Return every line from the records below in which the word "rounds" is found.

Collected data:

★ ★ ★ ★ ★ ★ ★

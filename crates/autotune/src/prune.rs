//! Survivor pruning and ranking between trial rounds.

use crate::stats::TrialStat;

/// Keep the `top_n` fastest good candidates alive and clear the rest.
///
/// Candidates are ranked by cumulative time. Every candidate whose time does
/// not exceed that of the `top_n`-th fastest stays alive, so a tie at the
/// boundary keeps the whole tie group. Candidates that already failed or were
/// pruned are never revived. Returns the number of candidates still alive.
pub fn mark_survivors(top_n: usize, stats: &mut [TrialStat]) -> usize {
    let mut times: Vec<u64> = stats
        .iter()
        .filter(|stat| stat.is_good())
        .map(|stat| stat.time_us)
        .collect();
    times.sort_unstable();

    let cutoff = match top_n {
        0 => None,
        n => times.get(n - 1).or(times.last()).copied(),
    };

    let mut alive = 0;
    for stat in stats.iter_mut() {
        let keep = stat.is_good() && cutoff.is_some_and(|limit| stat.time_us <= limit);
        if keep {
            alive += 1;
        } else {
            stat.alive = false;
        }
    }
    alive
}

pub fn count_alive(stats: &[TrialStat]) -> usize {
    stats.iter().filter(|stat| stat.alive).count()
}

pub fn count_good(stats: &[TrialStat]) -> usize {
    stats.iter().filter(|stat| stat.is_good()).count()
}

/// Index of the candidate with the lowest running average time.
///
/// Pruned candidates are eligible; failed candidates and candidates that
/// never completed a trial are not. Ties go to the earliest candidate.
pub fn rank_best<'a>(stats: impl IntoIterator<Item = &'a TrialStat>) -> Option<usize> {
    let mut best: Option<(usize, f64)> = None;
    for (index, stat) in stats.into_iter().enumerate() {
        if !stat.ok || stat.rounds == 0 {
            continue;
        }
        match best {
            Some((_, average)) if stat.average_us >= average => {}
            _ => best = Some((index, stat.average_us)),
        }
    }
    best.map(|(index, _)| index)
}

★ ★ ★ ★ ★ ★ ★

ANSWER SPACE:
//! Survivor pruning and ranking between trial rounds.
        if !stat.ok || stat.rounds == 0 {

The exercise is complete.